Radiological and Histological Correlation in Small Cell Neuroendocrine Carcinoma of the Breast: A Case Report.

BACKGROUND Primary breast small cell neuroendocrine carcinoma is a rare subtype of breast cancer with about 57 cases reported in the literature. This rare type of cancer represents about 0.1% of breast carcinomas. Recently, the World Health Organization defined this type of cancer as a separate entity from other breast cancer types. The diagnosis of this type of cancer in the breast is difficult because the histological pattern is similar to the small cell neuroendocrine carcinoma of other more common primary sites of origin, including the lung. CASE REPORT A 39-year-old woman presented to our hospital with a left breast mass and recurrent mastitis. Physical examination revealed a painless lump in her left breast with a brown-colored discharge from the nipple, and her child refused breastfeeding from the left breast. A high-density well-defined rounded mass was observed upon mammography in the upper lateral aspect of the left breast. This mass lesion appeared hypoechoic with no posterior acoustic shadowing on ultrasound scan. A core-needle biopsy of the mass was performed and the diagnosis of small cell neuroendocrine carcinoma was rendered after histopathologic examination.
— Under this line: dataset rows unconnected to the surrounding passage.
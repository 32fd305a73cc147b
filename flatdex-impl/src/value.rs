use crate::error::Error;
use crate::sequence::SequenceRef;
use std::any::Any;
use std::fmt;
use std::sync::Arc;

/// One step of a sequence's iteration: an ordered tuple of values.
pub type Element = Vec<Value>;

/// Type tag of a [`Value`].
#[derive(Debug, Clone, Copy, PartialEq, Eq, Hash)]
pub enum DType {
    Bool,
    Int64,
    Float64,
    Str,
    Variant,
}

impl fmt::Display for DType {
    fn fmt(&self, f: &mut fmt::Formatter<'_>) -> fmt::Result {
        let name = match self {
            DType::Bool => "bool",
            DType::Int64 => "int64",
            DType::Float64 => "float64",
            DType::Str => "string",
            DType::Variant => "variant",
        };
        write!(f, "{}", name)
    }
}

/// A typed value flowing through a sequence pipeline.
#[derive(Debug, Clone)]
pub enum Value {
    Bool(bool),
    Int64(i64),
    Float64(f64),
    Str(String),
    Variant(Variant),
    /// Non-scalar array of values.
    List(Vec<Value>),
}

impl Value {
    /// Encodes a sequence so it can be returned from a mapping function.
    pub fn sequence(sequence: SequenceRef) -> Self {
        Value::Variant(Variant::new(sequence))
    }

    /// Type of the value, or of its items for a list. `None` for an empty
    /// list.
    pub fn dtype(&self) -> Option<DType> {
        match self {
            Value::Bool(_) => Some(DType::Bool),
            Value::Int64(_) => Some(DType::Int64),
            Value::Float64(_) => Some(DType::Float64),
            Value::Str(_) => Some(DType::Str),
            Value::Variant(_) => Some(DType::Variant),
            Value::List(items) => items.first().and_then(Value::dtype),
        }
    }

    pub fn is_scalar(&self) -> bool {
        !matches!(self, Value::List(_))
    }

    pub fn as_i64(&self) -> Option<i64> {
        match self {
            Value::Int64(v) => Some(*v),
            _ => None,
        }
    }

    pub fn as_variant(&self) -> Option<&Variant> {
        match self {
            Value::Variant(v) => Some(v),
            _ => None,
        }
    }
}

impl From<i64> for Value {
    fn from(v: i64) -> Self {
        Value::Int64(v)
    }
}

impl From<bool> for Value {
    fn from(v: bool) -> Self {
        Value::Bool(v)
    }
}

impl From<f64> for Value {
    fn from(v: f64) -> Self {
        Value::Float64(v)
    }
}

impl From<&str> for Value {
    fn from(v: &str) -> Self {
        Value::Str(v.to_string())
    }
}

/// Opaque, type-erased payload of a variant value.
#[derive(Clone)]
pub struct Variant {
    payload: Arc<dyn Any + Send + Sync>,
    type_name: &'static str,
}

impl Variant {
    pub fn new<T: Any + Send + Sync>(payload: T) -> Self {
        Variant {
            payload: Arc::new(payload),
            type_name: std::any::type_name::<T>(),
        }
    }

    pub fn type_name(&self) -> &'static str {
        self.type_name
    }

    pub fn downcast_ref<T: Any>(&self) -> Option<&T> {
        self.payload.downcast_ref::<T>()
    }

    /// Decodes the payload as a sequence, returning a new reference to it.
    pub fn decode_sequence(&self) -> Result<SequenceRef, Error> {
        self.downcast_ref::<SequenceRef>()
            .map(Arc::clone)
            .ok_or_else(|| {
                Error::Decode(format!(
                    "variant holds a value of type `{}`, not a sequence",
                    self.type_name
                ))
            })
    }
}

impl fmt::Debug for Variant {
    fn fmt(&self, f: &mut fmt::Formatter<'_>) -> fmt::Result {
        f.debug_struct("Variant")
            .field("type_name", &self.type_name)
            .finish()
    }
}
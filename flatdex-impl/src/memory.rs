use crate::cardinality::Cardinality;
use crate::context::ExecutionContext;
use crate::error::Error;
use crate::sequence::{Sequence, SequenceIterator};
use crate::value::{Element, Value};
use async_trait::async_trait;
use std::sync::Arc;

/// A sequence over elements held in memory.
#[derive(Debug, Clone)]
pub struct MemorySequence {
    elements: Arc<Vec<Element>>,
    declared: Option<Cardinality>,
}

impl MemorySequence {
    pub fn new(elements: Vec<Element>) -> Self {
        MemorySequence {
            elements: Arc::new(elements),
            declared: None,
        }
    }

    /// One single-value element per integer in `start..end`.
    pub fn range(start: i64, end: i64) -> Self {
        Self::new((start..end).map(|i| vec![Value::Int64(i)]).collect())
    }

    /// Reports `cardinality` instead of the number of held elements.
    pub fn with_cardinality(mut self, cardinality: Cardinality) -> Self {
        self.declared = Some(cardinality);
        self
    }

    pub fn len(&self) -> usize {
        self.elements.len()
    }

    pub fn is_empty(&self) -> bool {
        self.elements.is_empty()
    }
}

#[async_trait]
impl Sequence for MemorySequence {
    async fn open(
        &self,
        _ctx: &ExecutionContext,
        _prefix: &str,
    ) -> Result<Box<dyn SequenceIterator>, Error> {
        Ok(Box::new(MemoryIterator {
            elements: Arc::clone(&self.elements),
            position: 0,
        }))
    }

    fn cardinality(&self) -> Cardinality {
        self.declared
            .unwrap_or(Cardinality::Finite(self.elements.len() as u64))
    }
}

struct MemoryIterator {
    elements: Arc<Vec<Element>>,
    position: usize,
}

#[async_trait]
impl SequenceIterator for MemoryIterator {
    async fn next(&mut self, ctx: &ExecutionContext) -> Result<Option<Element>, Error> {
        ctx.check_cancelled()?;
        let element = self.elements.get(self.position).cloned();
        if element.is_some() {
            self.position += 1;
        }
        Ok(element)
    }
}
use crate::cardinality::Cardinality;
use crate::context::ExecutionContext;
use crate::error::Error;
use crate::value::Element;
use async_trait::async_trait;
use std::sync::Arc;

/// Shared handle to a sequence. Cloning takes a new reference; the sequence
/// is released when the last handle is dropped.
pub type SequenceRef = Arc<dyn Sequence>;

/// An ordered, possibly infinite stream of elements.
#[async_trait]
pub trait Sequence: Send + Sync + std::fmt::Debug {
    /// Opens a fresh iterator. `prefix` names the iterator for logging and
    /// checkpoint keys; top-level iterators have no parent.
    async fn open(
        &self,
        ctx: &ExecutionContext,
        prefix: &str,
    ) -> Result<Box<dyn SequenceIterator>, Error>;

    /// Number of elements this sequence produces, without iterating it.
    fn cardinality(&self) -> Cardinality;
}

#[async_trait]
pub trait SequenceIterator: Send {
    /// Pulls the next element, or `None` once the sequence is exhausted.
    async fn next(&mut self, ctx: &ExecutionContext) -> Result<Option<Element>, Error>;
}
use crate::cache::CardinalityCache;
use crate::cardinality::{Cardinality, CumulativeCardinalities};
use crate::context::ExecutionContext;
use crate::error::Error;
use crate::function::MapFunction;
use crate::host::HostContext;
use crate::materialize::Materializer;
use crate::sequence::SequenceRef;
use futures::lock::Mutex;
use std::sync::Arc;
use tracing::{debug, instrument, warn};

enum IndexState {
    /// The execution context could not be built. Every query returns the
    /// stored error.
    Poisoned(Error),
    Ready {
        ctx: ExecutionContext,
        cache: Mutex<CardinalityCache>,
    },
}

/// Cardinality index over `input.flat_map(map_func)`.
///
/// The first query drains `input` through `map_func` and builds the
/// cumulative cardinality table of the resulting sub-sequences. The table,
/// or the error that stopped it, is kept for the lifetime of the index.
/// Concurrent queries wait for the first one and share its result.
///
/// ```
/// # futures::executor::block_on(async {
/// use flatdex_impl::{Cardinality, FlatMapIndex, FnMap, Host, MemorySequence, Value};
/// use std::sync::Arc;
///
/// // element n maps to the sequence 0..n
/// let index = FlatMapIndex::new(
///     &Host::default(),
///     Arc::new(MemorySequence::range(0, 4)),
///     Arc::new(FnMap::new(|element: Vec<Value>| {
///         let n = element[0].as_i64().unwrap_or_default();
///         Ok(vec![Value::sequence(Arc::new(MemorySequence::range(0, n)))])
///     })),
/// );
///
/// assert_eq!(index.cardinality().await, Ok(Cardinality::Finite(6)));
/// # });
/// ```
pub struct FlatMapIndex {
    input: SequenceRef,
    map_func: Arc<dyn MapFunction>,
    state: IndexState,
}

impl FlatMapIndex {
    /// Builds the index. A host whose function library cannot be cloned
    /// yields a poisoned index rather than an error.
    pub fn new(
        host: &dyn HostContext,
        input: SequenceRef,
        map_func: Arc<dyn MapFunction>,
    ) -> Self {
        let state = match ExecutionContext::new(host) {
            Ok(ctx) => IndexState::Ready {
                ctx,
                cache: Mutex::new(CardinalityCache::new()),
            },
            Err(e) => {
                warn!(error = %e, "flat map index is poisoned");
                IndexState::Poisoned(e)
            }
        };

        FlatMapIndex {
            input,
            map_func,
            state,
        }
    }

    /// Total number of elements across all sub-sequences.
    #[instrument(skip(self))]
    pub async fn cardinality(&self) -> Result<Cardinality, Error> {
        let (ctx, cache) = self.ready()?;
        let materializer = Materializer::new(self.input.as_ref(), self.map_func.as_ref(), ctx);
        cache.lock().await.cardinality(&materializer).await
    }

    /// Entry `i` is the number of elements in sub-sequences `0..=i`, up to
    /// the first infinite or unknown entry.
    #[instrument(skip(self))]
    pub async fn cumulative_cardinalities(&self) -> Result<CumulativeCardinalities, Error> {
        let (ctx, cache) = self.ready()?;
        let materializer = Materializer::new(self.input.as_ref(), self.map_func.as_ref(), ctx);
        cache.lock().await.table(&materializer).await.clone()
    }

    /// Blocks the current thread until [`FlatMapIndex::cardinality`]
    /// completes. Must not be called from within an async task.
    pub fn blocking_cardinality(&self) -> Result<Cardinality, Error> {
        futures::executor::block_on(self.cardinality())
    }

    /// Number of materialized sub-sequences, once materialization has
    /// succeeded.
    pub async fn subsequence_count(&self) -> Option<usize> {
        match &self.state {
            IndexState::Poisoned(_) => None,
            IndexState::Ready { cache, .. } => cache.lock().await.subsequences().map(|s| s.len()),
        }
    }

    /// Cancels in-flight and future computation. Queries that have not yet
    /// cached a result fail with [`Error::Cancelled`].
    pub fn cancel(&self) {
        if let IndexState::Ready { ctx, .. } = &self.state {
            ctx.cancel();
        }
    }

    pub fn is_poisoned(&self) -> bool {
        matches!(self.state, IndexState::Poisoned(_))
    }

    /// True once a result or error has been cached. False while the first
    /// computation is still running.
    pub fn is_cached(&self) -> bool {
        match &self.state {
            IndexState::Poisoned(_) => false,
            IndexState::Ready { cache, .. } => cache
                .try_lock()
                .map(|cache| cache.is_cached())
                .unwrap_or(false),
        }
    }

    pub fn context(&self) -> Option<&ExecutionContext> {
        match &self.state {
            IndexState::Poisoned(_) => None,
            IndexState::Ready { ctx, .. } => Some(ctx),
        }
    }

    fn ready(&self) -> Result<(&ExecutionContext, &Mutex<CardinalityCache>), Error> {
        match &self.state {
            IndexState::Poisoned(e) => Err(e.clone()),
            IndexState::Ready { ctx, cache } => Ok((ctx, cache)),
        }
    }
}

impl std::fmt::Debug for FlatMapIndex {
    fn fmt(&self, f: &mut std::fmt::Formatter<'_>) -> std::fmt::Result {
        f.debug_struct("FlatMapIndex")
            .field("input", &self.input)
            .field("poisoned", &self.is_poisoned())
            .field("cached", &self.is_cached())
            .finish()
    }
}

impl Drop for FlatMapIndex {
    fn drop(&mut self) {
        if let IndexState::Ready { cache, .. } = &mut self.state {
            let released = cache.get_mut().release();
            debug!(released, "released sub-sequences");
        }
    }
}
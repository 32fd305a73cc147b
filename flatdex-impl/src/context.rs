use crate::error::Error;
use crate::function::{FunctionHandleCache, FunctionLibrary};
use crate::host::{ContextOptions, HostContext};
use crate::worker_pool::WorkerPool;
use parking_lot::Mutex;
use std::any::Any;
use std::collections::HashMap;
use std::sync::Arc;
use tokio_util::sync::CancellationToken;
use tracing::debug;

type Resource = Arc<dyn Any + Send + Sync>;

/// Named, type-erased resources shared by the collaborators running under one
/// execution context.
#[derive(Default)]
pub struct ResourceRegistry {
    resources: Mutex<HashMap<String, Resource>>,
}

impl ResourceRegistry {
    pub fn new() -> Self {
        Self::default()
    }

    /// Stores `resource` under `name`, replacing any previous resource.
    pub fn insert<T: Any + Send + Sync>(&self, name: impl Into<String>, resource: T) {
        self.resources.lock().insert(name.into(), Arc::new(resource));
    }

    /// Looks up `name`, returning `None` if it is missing or of another type.
    pub fn get<T: Any + Send + Sync>(&self, name: &str) -> Option<Arc<T>> {
        let resource = self.resources.lock().get(name).cloned()?;
        resource.downcast::<T>().ok()
    }

    /// Returns the resource under `name`, creating it with `init` first if
    /// it is missing. `None` if a resource of another type holds the name.
    pub fn get_or_insert_with<T, F>(&self, name: &str, init: F) -> Option<Arc<T>>
    where
        T: Any + Send + Sync,
        F: FnOnce() -> T,
    {
        let resource = Arc::clone(
            self.resources
                .lock()
                .entry(name.to_string())
                .or_insert_with(|| Arc::new(init())),
        );
        resource.downcast::<T>().ok()
    }

    pub fn remove(&self, name: &str) -> bool {
        self.resources.lock().remove(name).is_some()
    }

    pub fn len(&self) -> usize {
        self.resources.lock().len()
    }

    pub fn is_empty(&self) -> bool {
        self.resources.lock().is_empty()
    }

    pub fn clear(&self) {
        self.resources.lock().clear();
    }
}

impl std::fmt::Debug for ResourceRegistry {
    fn fmt(&self, f: &mut std::fmt::Formatter<'_>) -> std::fmt::Result {
        let resources = self.resources.lock();
        let mut names = resources.keys().collect::<Vec<_>>();
        names.sort();
        f.debug_struct("ResourceRegistry")
            .field("resources", &names)
            .finish()
    }
}

/// Everything a source iterator and a mapping function need to run on behalf
/// of one index. Owned by that index and torn down with it.
pub struct ExecutionContext {
    cancellation: CancellationToken,
    resources: ResourceRegistry,
    functions: FunctionHandleCache,
    worker_pool: WorkerPool,
    options: ContextOptions,
}

impl ExecutionContext {
    /// Builds a context from the host, cloning its function library.
    pub fn new(host: &dyn HostContext) -> Result<Self, Error> {
        let library = host.clone_function_library()?;
        Ok(Self::with_library(library, host.options()))
    }

    pub fn with_library(library: FunctionLibrary, options: ContextOptions) -> Self {
        debug!(
            pool = %options.worker_pool_name,
            functions = library.len(),
            "built execution context"
        );
        ExecutionContext {
            cancellation: CancellationToken::new(),
            resources: ResourceRegistry::new(),
            functions: FunctionHandleCache::new(library),
            worker_pool: WorkerPool::new(options.worker_pool_name.clone()),
            options,
        }
    }

    pub fn cancellation_token(&self) -> &CancellationToken {
        &self.cancellation
    }

    pub fn cancel(&self) {
        self.cancellation.cancel();
    }

    pub fn is_cancelled(&self) -> bool {
        self.cancellation.is_cancelled()
    }

    /// Fails with [`Error::Cancelled`] once the context has been cancelled.
    pub fn check_cancelled(&self) -> Result<(), Error> {
        if self.is_cancelled() {
            Err(Error::Cancelled)
        } else {
            Ok(())
        }
    }

    pub fn resources(&self) -> &ResourceRegistry {
        &self.resources
    }

    pub fn function_handle_cache(&self) -> &FunctionHandleCache {
        &self.functions
    }

    pub fn worker_pool(&self) -> &WorkerPool {
        &self.worker_pool
    }

    pub fn options(&self) -> &ContextOptions {
        &self.options
    }
}

impl std::fmt::Debug for ExecutionContext {
    fn fmt(&self, f: &mut std::fmt::Formatter<'_>) -> std::fmt::Result {
        f.debug_struct("ExecutionContext")
            .field("cancelled", &self.is_cancelled())
            .field("resources", &self.resources)
            .field("worker_pool", &self.worker_pool)
            .field("options", &self.options)
            .finish()
    }
}

impl Drop for ExecutionContext {
    fn drop(&mut self) {
        self.cancellation.cancel();
        self.functions.clear();
        self.resources.clear();
    }
}
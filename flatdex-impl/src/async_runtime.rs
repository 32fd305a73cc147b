#[cfg(feature = "tokio")]
pub async fn spawn_blocking<F, T>(f: F) -> Result<T, String>
where
    F: FnOnce() -> T + Send + 'static,
    T: Send + 'static,
{
    match tokio::runtime::Handle::try_current() {
        Ok(handle) => handle.spawn_blocking(f).await.map_err(|e| e.to_string()),
        // driven by a plain executor, e.g. `FlatMapIndex::blocking_cardinality`
        Err(_) => Ok(f()),
    }
}

#[cfg(all(feature = "async-std", not(feature = "tokio")))]
pub async fn spawn_blocking<F, T>(f: F) -> Result<T, String>
where
    F: FnOnce() -> T + Send + 'static,
    T: Send + 'static,
{
    Ok(async_std::task::spawn_blocking(f).await)
}

#[cfg(any(feature = "async-std", feature = "tokio"))]
pub fn available_parallelism() -> usize {
    std::cmp::max(num_cpus::get(), 1)
}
Positron emission tomography scanning was helpful in the exclusion of primary origin from other organ sites; thus, the primary breast origin of the tumor was confirmed. CONCLUSIONS This case report provides a comprehensive approach to diagnose this type of small cell carcinoma originating primarily in the breast. The suspicion of this type of breast cancer should be raised if there is presence of characteristic histopathologic findings with the exclusion of any primary origin from other organ sites by the help of imaging studies.